Source code for lightrft.trainer.utils

"""
This module provides utilities for statistical computations commonly used in reinforcement learning
and machine learning workflows. It includes functions for computing clipping fractions and classes
for tracking running statistics of data streams.

The main components are:
- compute_clip_fraction: Calculates the fraction of tensor elements that fall outside specified bounds
- RunningMoments: Maintains running mean and standard deviation statistics for streaming data
- get_cpgd_advantages_returns: Computes advantages and returns for CPGD algorithm
- vllm_ge_0130: Version checking utility for vLLM compatibility

These utilities are particularly useful in RL algorithms like PPO where clipping statistics and
normalization are important for training stability and monitoring.
"""

import copy
import torch
from copy import deepcopy
from typing import Callable, List, Tuple, Union, Optional

try:
    import vllm
except ImportError:
    vllm = None


[docs]def fire_sampling(
    all_prompt_token_ids: List[List[int]],
    generate_fn: Callable,
    engine_type: str = "vllm",
    first_token_temperature: float = 10.0,
    temperature: float = 1.0,
    first_token_top_k: int = -1,
    first_token_top_p: float = 1.0,
    is_multimodal: bool = False,
    all_prompts: Optional[List[str]] = None,
    all_images: Optional[List] = None,
    all_images_num: Optional[List[int]] = None,
    all_videos: Optional[List] = None,
    all_videos_num: Optional[List[int]] = None,
    sampling_params: Optional[Union[dict, object]] = None,
) -> List:
    """
    FIRE sampling (Flaming-hot Initiation with Regular Execution)
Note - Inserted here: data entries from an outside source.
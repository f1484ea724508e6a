//! TikTok URL recognition, including vm/vt short links.

use async_trait::async_trait;
use regex::Regex;
use tracing::debug;

use clyppy_models::{DeliveryStrategy, Service};

use crate::error::{PlatformError, PlatformResult};
use crate::platform::{Platform, ResolveContext};

/// Public mirror host used for redirect delivery; TikTok's own URLs refuse to
/// play inside chat embeds.
pub const TIKTOK_MIRROR_HOST: &str = "www.kktiktok.com";

/// Swap a canonical TikTok URL onto the embeddable mirror host.
pub fn tiktok_mirror_url(canonical_url: &str) -> String {
    canonical_url
        .replacen("www.tiktok.com", TIKTOK_MIRROR_HOST, 1)
        .replacen("://tiktok.com", &format!("://{TIKTOK_MIRROR_HOST}"), 1)
}

pub struct TikTokPlatform {
    long_form: Regex,
    short_form: Regex,
    t_form: Regex,
    canonical_field: Regex,
}

impl TikTokPlatform {
    pub fn new() -> Self {
        Self {
            long_form: Regex::new(
                r"^https?://(?:www\.|m\.)?tiktok\.com/@(?P<user>[\w.-]+)/video/(?P<id>\d+)",
            )
            .unwrap(),
            short_form: Regex::new(r"^https?://(?:vt|vm)\.tiktok\.com/(?P<id>[A-Za-z0-9]+)").unwrap(),
            t_form: Regex::new(r"^https?://(?:www\.)?tiktok\.com/t/(?P<id>[A-Za-z0-9]+)").unwrap(),
            // The page embeds its resolved long-form URL in a JSON blob.
            canonical_field: Regex::new(r#""canonical":"(?P<url>https:[^"]+)""#).unwrap(),
        }
    }

    fn capture_long(&self, url: &str) -> Option<(String, String)> {
        self.long_form
            .captures(url)
            .map(|caps| (caps["user"].to_string(), caps["id"].to_string()))
    }

    fn capture_short(&self, url: &str) -> Option<String> {
        for re in [&self.short_form, &self.t_form] {
            if let Some(caps) = re.captures(url) {
                return Some(caps["id"].to_string());
            }
        }
        None
    }

    /// Follow a vm/vt short link to the long form. Prefers the final URL
    /// after redirects, falling back to the embedded `canonical` field.
    pub async fn resolve_short_link(
        &self,
        ctx: &ResolveContext,
        url: &str,
    ) -> PlatformResult<String> {
        let response = ctx.http.get(url).send().await?;
        let final_url = response.url().to_string();
        if self.long_form.is_match(&final_url) {
            debug!(short_url = %url, canonical = %final_url, "resolved tiktok short link");
            return Ok(final_url);
        }

        let body = response.text().await?;
        let canonical = self
            .canonical_field
            .captures(&body)
            .map(|caps| caps["url"].replace("\\u002F", "/").replace("\\/", "/"))
            .ok_or_else(|| PlatformError::share_link_unresolved(url))?;
        debug!(short_url = %url, canonical = %canonical, "resolved tiktok short link from body");
        Ok(canonical)
    }
}

impl Default for TikTokPlatform {
    fn default() -> Self {
        Self::new()
    }
}

#[async_trait]
impl Platform for TikTokPlatform {
    fn service(&self) -> Service {
        Service::TikTok
    }

    fn matches(&self, url: &str) -> bool {
        self.capture_long(url).is_some() || self.capture_short(url).is_some()
    }

    fn parse(&self, url: &str) -> Option<String> {
        if let Some((_, id)) = self.capture_long(url) {
            return Some(id);
        }
        self.capture_short(url)
    }

    async fn canonicalize(
        &self,
        ctx: &ResolveContext,
        url: &str,
        _source_id: &str,
    ) -> PlatformResult<String> {
        if let Some((user, id)) = self.capture_long(url) {
            return Ok(format!("https://www.tiktok.com/@{user}/video/{id}"));
        }
        self.resolve_short_link(ctx, url).await
    }

    fn strategy(&self) -> DeliveryStrategy {
        DeliveryStrategy::Redirect
    }
}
    FIRE sampling paper link: https://arxiv.org/abs/2410.21236

    According to the paper, FIRE sampling:
    1. Samples the FIRST token at a very high temperature ("flaming-hot initiation")
    2. Proceeds with regular temperature for remaining tokens
    3. IMPORTANT: top_k, top_p, min_p, and other sampling parameters remain THE SAME
       for both first token and remaining tokens. Only temperature changes.

    This implementation follows the paper's design: we only modify temperature between
    the first token and remaining tokens, keeping all other sampling parameters identical.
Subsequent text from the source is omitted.